November 11, 2007 31 Comments

Speaking of echo chambers… In today’s Observer, Jay Rayner ponders the whereabouts of dramatic radicalism in an age of state subsidy and asks what happens if, as Julian Fellowes suggests, “It’s just become impossible not to be a Socialist within the artistic community.” 

What strikes me most, during the discussions I have, is an almost total failure of imagination when it comes to working out what a play from the right might actually look like. We none of us have any problem naming overtly left-wing plays or their playwrights: names like David Edgar, Caryl Churchill, Trevor Griffiths and David Hare fall into conversation with ease. By contrast, even defining an overtly right-wing play, let alone identifying one, is apparently impossible.

One director, whose identity I will protect to save their blushes, baldly announces that they would “never put on a play that was racist or sexist.” I point out this is a pretty Neanderthal reading of neo-conservatism.
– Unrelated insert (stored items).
//! # Mersenne Prime Reduction
//!
//! Modular reduction by a Mersenne prime `p = 2^e - 1` without division.
//!
//! Because `2^e ≡ 1 (mod p)`, a value `x = high * 2^e + low` is congruent to `high + low`.
//! Splitting `x` at bit `e` and adding the halves therefore performs one full reduction step
//! for any `x < 2^(2e)`; the sum lands in `[0, 2p]` and a conditional subtraction finishes
//! the job.
//!
//! ```rust
//! use mersenne_hash::cs::hashing::mersenne::MersennePrime;
//!
//! let m31 = MersennePrime::M31;
//! let x: u128 = 123_456_789_012_345_678;
//! assert_eq!(m31.reduce(x) as u128, x % m31.prime() as u128);
//! ```
//!
//! All arithmetic is done in `u128`, so inputs of up to `2 * 61` bits are accepted and
//! `2^61 - 1` is the largest supported prime.

use num_prime::nt_funcs::is_prime64;

use crate::cs::error::{Error, Result};

/// Largest exponent whose double width still fits the `u128` working type.
pub const MAX_EXPONENT: u32 = 61;

/// Mersenne exponents usable with the reducer, in ascending order.
pub const KNOWN_EXPONENTS: [u32; 9] = [2, 3, 5, 7, 13, 17, 19, 31, 61];

/// A Mersenne prime `2^exponent - 1`.
#[derive(Debug, Clone, Copy, PartialEq, Eq, Hash)]
pub struct MersennePrime {
    exponent: u32,
    prime: u64,
}

impl MersennePrime {
    /// `2^13 - 1`, used for 8-bit keys.
    pub const M13: MersennePrime = MersennePrime::from_exponent(13);
    /// `2^17 - 1`, used for 16-bit keys.
    pub const M17: MersennePrime = MersennePrime::from_exponent(17);
    /// `2^19 - 1`
    pub const M19: MersennePrime = MersennePrime::from_exponent(19);
    /// `2^31 - 1`, used for 32-bit keys.
    pub const M31: MersennePrime = MersennePrime::from_exponent(31);
    /// `2^61 - 1`
    pub const M61: MersennePrime = MersennePrime::from_exponent(61);

    const fn from_exponent(exponent: u32) -> Self {
        Self {
            exponent,
            prime: (1u64 << exponent) - 1,
        }
    }

    /// Creates the Mersenne prime `2^exponent - 1`.
    ///
    /// # Errors
    ///
    /// * [`Error::ExponentTooLarge`] if `exponent > MAX_EXPONENT`.
    /// * [`Error::NotMersennePrime`] if `2^exponent - 1` is composite (or below 2).
    pub fn new(exponent: u32) -> Result<Self> {
        if exponent > MAX_EXPONENT {
            return Err(Error::ExponentTooLarge {
                exponent,
                max: MAX_EXPONENT,
            });
        }
        if exponent < 2 {
            return Err(Error::NotMersennePrime { exponent });
        }

        let candidate = Self::from_exponent(exponent);
        if !is_prime64(candidate.prime) {
            return Err(Error::NotMersennePrime { exponent });
        }
        Ok(candidate)
    }

    pub const fn exponent(&self) -> u32 {
        self.exponent
    }

    pub const fn prime(&self) -> u64 {
        self.prime
    }

    /// Mask selecting the low `exponent` bits; numerically equal to the prime.
    pub const fn low_mask(&self) -> u128 {
        self.prime as u128
    }

    /// Mask selecting bits `exponent..2*exponent`.
    pub const fn high_mask(&self) -> u128 {
        ((1u128 << (2 * self.exponent)) - 1) - self.low_mask()
    }

    /// Mask selecting the `2 * exponent` bits the reducer accepts.
    pub const fn input_mask(&self) -> u128 {
        (1u128 << (2 * self.exponent)) - 1
    }

    /// Reduces `x` modulo the prime. `x` must be below `2^(2 * exponent)`.
    ///
    /// Bits above `2 * exponent` are a precondition violation; they trip a debug assertion
    /// and are masked off in release builds.
    #[inline]
    pub fn reduce(&self, x: u128) -> u64 {
        debug_assert!(
            x >> (2 * self.exponent) == 0,
            "input {x} exceeds 2^{} for Mersenne exponent {}",
            2 * self.exponent,
            self.exponent
        );
        fold(x, self.exponent, self.high_mask(), self.low_mask())
    }
}

/// Reduces `x` modulo `2^exponent - 1` using the fold-and-subtract trick.
///
/// The fold itself does not need `2^exponent - 1` to be prime, so any exponent in `1..64`
/// works here. Both `exponent` in `1..64` and `x < 2^(2 * exponent)` are preconditions checked
/// only in debug builds; use [`MersennePrime::new`] to validate an exponent up front.
pub fn reduce(x: u128, exponent: u32) -> u64 {
    debug_assert!(
        (1..64).contains(&exponent),
        "exponent must be in 1..64, got {exponent}"
    );
    debug_assert!(x >> (2 * exponent) == 0);
    let low_mask = (1u128 << exponent) - 1;
    let high_mask = ((1u128 << (2 * exponent)) - 1) - low_mask;
    fold(x, exponent, high_mask, low_mask)
}

#[inline(always)]
fn fold(x: u128, exponent: u32, high_mask: u128, low_mask: u128) -> u64 {
    let prime = low_mask;
    let high = (x & high_mask) >> exponent;
    let low = x & low_mask;

    let mut s = high + low;
    if s >= prime {
        s -= prime;
    }
    // Only x = 2^(2e) - 1 folds to exactly 2p.
    if s >= prime {
        s -= prime;
    }
    s as u64
}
We have one of the most right-wing presidents in US history in George W Bush, and yet he chose a black woman as his Secretary of State… Abigail Morris, a former artistic director of the Soho Theatre, describes how she used to receive plays in which a rape would take place “and the woman would start to enjoy it. I suppose you could call that right-wing.”

At various times, and in various conversations, I wonder out loud whether any of them could imagine a play that challenged, say, the values of multiculturalism. Mostly I am met with baffled silences. Sir Peter Hall sums it up for me when he says: “I’m sure there are people who would like to write that sort of play, but they would fear it wouldn’t be acceptable.”

Update, via the comments:

Rayner makes another interesting observation:

Time and again I am told that the job of theatre is to challenge the status quo and that this, necessarily, means it must come from the left. When I point out that the status quo now is the left, there are two clear responses. The first is to switch tack slightly and argue, as Michael Boyd of the RSC does, that “the job of the arts is to discomfort any orthodoxy”, whether it be from left or right. The second, which Lisa Goldman at the Soho Theatre most cleanly articulates, is simply to question the notion that there is even the slightest tinge of red to the current establishment. “I don’t think the status quo is left-wing at all,” she says. “Though there is, I suppose, a liberalism to it.”

An oppositional self-image is very important to some people, most often to people on the left, and particularly to artists. But in order to maintain the appearance of being anti-establishment or anti-bourgeois or whatever, the nature of mainstream bourgeois culture (and how it has changed) may have to be ignored or distorted, and the views of one’s political opponents may have to be caricatured. Hence the denial of theatre’s left-leaning tendency, and that of contemporary art more generally; and hence the claim that a fondness for racism and rape is a marker of “right wing” politics. 

More. Not entirely unrelated. And.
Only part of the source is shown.